About this task →
Look through the entries below and show every line containing the word "filters".

*** Source material ***

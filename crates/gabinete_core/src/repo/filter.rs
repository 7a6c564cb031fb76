//! Filter composition for request history queries.
//!
//! # Responsibility
//! - Translate optional filter fields into one parameterized WHERE clause
//!   over the atendimentos/municipes join.
//!
//! # Invariants
//! - An absent or blank filter contributes no predicate at all (never a
//!   `LIKE '%%'` that matches everything).
//! - Multiple predicates compose with AND, never OR.

use crate::model::request::RequestType;
use rusqlite::types::Value;

/// Optional filters for listing service requests.
///
/// String filters treat empty/whitespace values as unset, so UI code can
/// pass form fields through without pre-checking them.
#[derive(Debug, Clone, Default)]
pub struct RequestFilter {
    /// Substring match on the constituent name.
    pub name: Option<String>,
    /// Exact match on the constituent CPF.
    pub constituent_cpf: Option<String>,
    /// Exact match on the request category.
    pub request_type: Option<RequestType>,
    /// Exact match on the constituent neighborhood.
    pub neighborhood: Option<String>,
}

impl RequestFilter {
    /// Filter matching every request.
    pub fn all() -> Self {
        Self::default()
    }

    /// Filter scoped to one constituent by CPF.
    pub fn by_constituent(cpf: impl Into<String>) -> Self {
        Self {
            constituent_cpf: Some(cpf.into()),
            ..Self::default()
        }
    }

    /// Filter scoped to one request category.
    pub fn by_type(request_type: RequestType) -> Self {
        Self {
            request_type: Some(request_type),
            ..Self::default()
        }
    }

    /// Filter scoped to one neighborhood.
    pub fn by_neighborhood(neighborhood: impl Into<String>) -> Self {
        Self {
            neighborhood: Some(neighborhood.into()),
            ..Self::default()
        }
    }

    /// Builds the WHERE clause (including the leading ` WHERE`) and its
    /// bind values. Returns an empty string when no filter is active.
    ///
    /// Table aliases must match the history query: `a` = atendimentos,
    /// `m` = municipes.
    pub fn where_clause(&self) -> (String, Vec<Value>) {
        let mut predicates: Vec<&'static str> = Vec::new();
        let mut binds: Vec<Value> = Vec::new();

        if let Some(name) = active(self.name.as_deref()) {
            predicates.push("m.nome LIKE ?");
            binds.push(Value::Text(format!("%{name}%")));
        }
        if let Some(cpf) = active(self.constituent_cpf.as_deref()) {
            predicates.push("a.cpf = ?");
            binds.push(Value::Text(cpf.to_string()));
        }
        if let Some(kind) = self.request_type {
            predicates.push("a.tipo_pedido = ?");
            binds.push(Value::Text(kind.as_db_str().to_string()));
        }
        if let Some(neighborhood) = active(self.neighborhood.as_deref()) {
            predicates.push("m.bairro = ?");
            binds.push(Value::Text(neighborhood.to_string()));
        }

        if predicates.is_empty() {
            return (String::new(), binds);
        }

        (format!(" WHERE {}", predicates.join(" AND ")), binds)
    }
}

fn active(value: Option<&str>) -> Option<&str> {
    match value {
        Some(text) if !text.trim().is_empty() => Some(text.trim()),
        _ => None,
    }
}
//! Page geometry and break arithmetic for history reports.
//!
//! # Responsibility
//! - Hold the fixed US-Letter layout constants.
//! - Track the vertical cursor and decide when a new page starts.
//!
//! # Invariants
//! - The break check happens before a record is drawn: a record is never
//!   split across pages.
//! - Every record consumes exactly one [`RECORD_BLOCK_PT`] block.

/// US Letter width in points.
pub const PAGE_WIDTH_PT: f64 = 612.0;
/// US Letter height in points.
pub const PAGE_HEIGHT_PT: f64 = 792.0;
/// Font size for every text line.
pub const FONT_SIZE: f64 = 10.0;
/// Left margin for all text.
pub const LEFT_MARGIN_PT: f64 = 100.0;
/// Baseline of the report title on the first page.
pub const TITLE_Y_PT: f64 = 750.0;
/// Baseline of the separator line under the title.
pub const SEPARATOR_Y_PT: f64 = 735.0;
/// Baseline of the first record block on the first page.
pub const FIRST_RECORD_Y_PT: f64 = 720.0;
/// Baseline the cursor resets to on every continuation page.
pub const PAGE_RESET_Y_PT: f64 = 750.0;
/// Records may not start below this line.
pub const BOTTOM_MARGIN_PT: f64 = 50.0;
/// Vertical distance between consecutive field lines.
pub const LINE_HEIGHT_PT: f64 = 15.0;
/// Field lines drawn per record.
pub const RECORD_LINES: usize = 10;
/// Vertical space one record block consumes.
pub const RECORD_BLOCK_PT: f64 = LINE_HEIGHT_PT * RECORD_LINES as f64;

/// Running vertical cursor over the printable area.
#[derive(Debug, Clone, Copy, PartialEq)]
pub struct PageCursor {
    y: f64,
    page: usize,
}

impl PageCursor {
    /// Cursor positioned under the first-page header.
    pub fn new() -> Self {
        Self {
            y: FIRST_RECORD_Y_PT,
            page: 1,
        }
    }

    /// True when the next record block would start below the bottom
    /// margin and a page break is required first.
    pub fn needs_break(&self) -> bool {
        self.y < BOTTOM_MARGIN_PT
    }

    /// Moves to a fresh continuation page.
    pub fn start_new_page(&mut self) {
        self.page += 1;
        self.y = PAGE_RESET_Y_PT;
    }

    /// Consumes one record block.
    pub fn advance_record(&mut self) {
        self.y -= RECORD_BLOCK_PT;
    }

    /// Baseline for the given field line (0-based) of the current record.
    pub fn line_y(&self, line: usize) -> f64 {
        self.y - LINE_HEIGHT_PT * line as f64
    }

    /// 1-based page the cursor currently sits on.
    pub fn page(&self) -> usize {
        self.page
    }
}

impl Default for PageCursor {
    fn default() -> Self {
        Self::new()
    }
}

#[cfg(test)]
mod tests {
    use super::{FIRST_RECORD_Y_PT, PageCursor, RECORD_BLOCK_PT};

    fn pages_for(record_count: usize) -> usize {
        let mut cursor = PageCursor::new();
        for _ in 0..record_count {
            if cursor.needs_break() {
                cursor.start_new_page();
            }
            cursor.advance_record();
        }
        cursor.page()
    }

    #[test]
    fn block_height_is_150pt() {
        assert_eq!(RECORD_BLOCK_PT, 150.0);
    }

    #[test]
    fn no_records_stay_on_one_page() {
        assert_eq!(pages_for(0), 1);
    }

    #[test]
    fn ten_records_break_exactly_once() {
        // 720, 570, 420, 270, 120 fit on page one; the sixth record would
        // start at -30 and forces the break.
        assert_eq!(pages_for(5), 1);
        assert_eq!(pages_for(10), 2);
    }

    #[test]
    fn line_positions_step_down_by_leading() {
        let cursor = PageCursor::new();
        assert_eq!(cursor.line_y(0), FIRST_RECORD_Y_PT);
        assert_eq!(cursor.line_y(1), FIRST_RECORD_Y_PT - 15.0);
        assert_eq!(cursor.line_y(9), FIRST_RECORD_Y_PT - 135.0);
    }
}
//! Service request repository contract and SQLite implementation.
//!
//! # Responsibility
//! - Append and update atendimentos rows.
//! - Run the history query joined with the owning constituent.
//!
//! # Invariants
//! - Ids are storage-assigned (AUTOINCREMENT) and strictly increasing.
//! - `created_at` is written once at insert time and never updated.
//! - History listings are ordered most recent first.

use crate::model::request::{
    NewServiceRequest, Priority, RequestRecord, RequestStatus, RequestType,
};
use crate::repo::filter::RequestFilter;
use crate::repo::{RepoError, RepoResult};
use log::{debug, warn};
use rusqlite::{Connection, Row, params, params_from_iter};

const REQUEST_SELECT_SQL: &str = "SELECT
    a.id,
    a.cpf,
    a.tipo_pedido,
    a.descricao,
    a.anexos,
    a.data_horario,
    a.prazo,
    a.responsavel,
    a.prioridade,
    a.status,
    m.nome,
    m.telefone
FROM atendimentos a
JOIN municipes m ON a.cpf = m.cpf";

/// Mutable fields accepted by [`RequestRepository::update`].
///
/// `created_at` is deliberately absent; the registration timestamp is
/// immutable.
#[derive(Debug, Clone, PartialEq, Eq)]
pub struct RequestUpdate {
    pub constituent_cpf: String,
    pub request_type: RequestType,
    pub description: Option<String>,
    pub deadline: Option<String>,
    pub handler: Option<String>,
    pub priority: Priority,
    pub status: RequestStatus,
}

/// Repository interface for service request persistence.
pub trait RequestRepository {
    /// Appends a new request row and returns its assigned id. The caller
    /// supplies `created_at` (`YYYY-MM-DD HH:MM:SS`, local time).
    fn insert(&self, request: &NewServiceRequest, created_at: &str) -> RepoResult<i64>;
    /// Overwrites the mutable fields of the row with the given id.
    /// A missing id affects zero rows and is not reported as an error.
    fn update(&self, id: i64, update: &RequestUpdate) -> RepoResult<()>;
    /// Lists requests joined with constituent name/phone, most recent
    /// first, honoring the given filter.
    fn list(&self, filter: &RequestFilter) -> RepoResult<Vec<RequestRecord>>;
}

/// SQLite-backed service request repository.
pub struct SqliteRequestRepository<'conn> {
    conn: &'conn Connection,
}

impl<'conn> SqliteRequestRepository<'conn> {
    /// Constructs a repository from a migrated/ready connection.
    pub fn new(conn: &'conn Connection) -> Self {
        Self { conn }
    }
}

impl RequestRepository for SqliteRequestRepository<'_> {
    fn insert(&self, request: &NewServiceRequest, created_at: &str) -> RepoResult<i64> {
        self.conn.execute(
            "INSERT INTO atendimentos (
                cpf,
                tipo_pedido,
                descricao,
                anexos,
                data_horario,
                prazo,
                responsavel,
                prioridade,
                status
            ) VALUES (?1, ?2, ?3, ?4, ?5, ?6, ?7, ?8, ?9);",
            params![
                request.constituent_cpf.as_str(),
                request.request_type.as_db_str(),
                request.description.as_deref(),
                request.attachments.as_str(),
                created_at,
                request.deadline.as_deref(),
                request.handler.as_deref(),
                request.priority.as_db_str(),
                request.status.as_db_str(),
            ],
        )?;

        let id = self.conn.last_insert_rowid();
        debug!(
            "event=request_insert module=repo status=ok id={id} cpf={}",
            request.constituent_cpf
        );
        Ok(id)
    }

    fn update(&self, id: i64, update: &RequestUpdate) -> RepoResult<()> {
        let changed = self.conn.execute(
            "UPDATE atendimentos
             SET
                cpf = ?1,
                tipo_pedido = ?2,
                descricao = ?3,
                prazo = ?4,
                responsavel = ?5,
                prioridade = ?6,
                status = ?7
             WHERE id = ?8;",
            params![
                update.constituent_cpf.as_str(),
                update.request_type.as_db_str(),
                update.description.as_deref(),
                update.deadline.as_deref(),
                update.handler.as_deref(),
                update.priority.as_db_str(),
                update.status.as_db_str(),
                id,
            ],
        )?;

        if changed == 0 {
            // Callers cannot distinguish no-op from not-found by design.
            warn!("event=request_update module=repo status=no_rows id={id}");
        }
        Ok(())
    }

    fn list(&self, filter: &RequestFilter) -> RepoResult<Vec<RequestRecord>> {
        let (where_clause, binds) = filter.where_clause();
        let sql = format!(
            "{REQUEST_SELECT_SQL}{where_clause} ORDER BY a.data_horario DESC, a.id DESC;"
        );

        let mut stmt = self.conn.prepare(&sql)?;
        let mut rows = stmt.query(params_from_iter(binds))?;
        let mut records = Vec::new();
        while let Some(row) = rows.next()? {
            records.push(parse_request_row(row)?);
        }
        Ok(records)
    }
}

fn parse_request_row(row: &Row<'_>) -> RepoResult<RequestRecord> {
    let type_text: String = row.get("tipo_pedido")?;
    let request_type = RequestType::parse_db_str(&type_text).ok_or_else(|| {
        RepoError::InvalidData(format!(
            "invalid request type `{type_text}` in atendimentos.tipo_pedido"
        ))
    })?;

    let priority_text: String = row.get("prioridade")?;
    let priority = Priority::parse_db_str(&priority_text).ok_or_else(|| {
        RepoError::InvalidData(format!(
            "invalid priority `{priority_text}` in atendimentos.prioridade"
        ))
    })?;

    let status_text: String = row.get("status")?;
    let status = RequestStatus::parse_db_str(&status_text).ok_or_else(|| {
        RepoError::InvalidData(format!(
            "invalid status `{status_text}` in atendimentos.status"
        ))
    })?;

    Ok(RequestRecord {
        id: row.get("id")?,
        constituent_cpf: row.get("cpf")?,
        constituent_name: row.get("nome")?,
        constituent_phone: row.get("telefone")?,
        request_type,
        description: row.get("descricao")?,
        attachments: row.get::<_, Option<String>>("anexos")?.unwrap_or_default(),
        created_at: row.get("data_horario")?,
        deadline: row.get("prazo")?,
        handler: row.get("responsavel")?,
        priority,
        status,
    })
}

*** End of Source material ***

Solution for this exercise →
/// Optional filters for listing service requests.
/// String filters treat empty/whitespace values as unset, so UI code can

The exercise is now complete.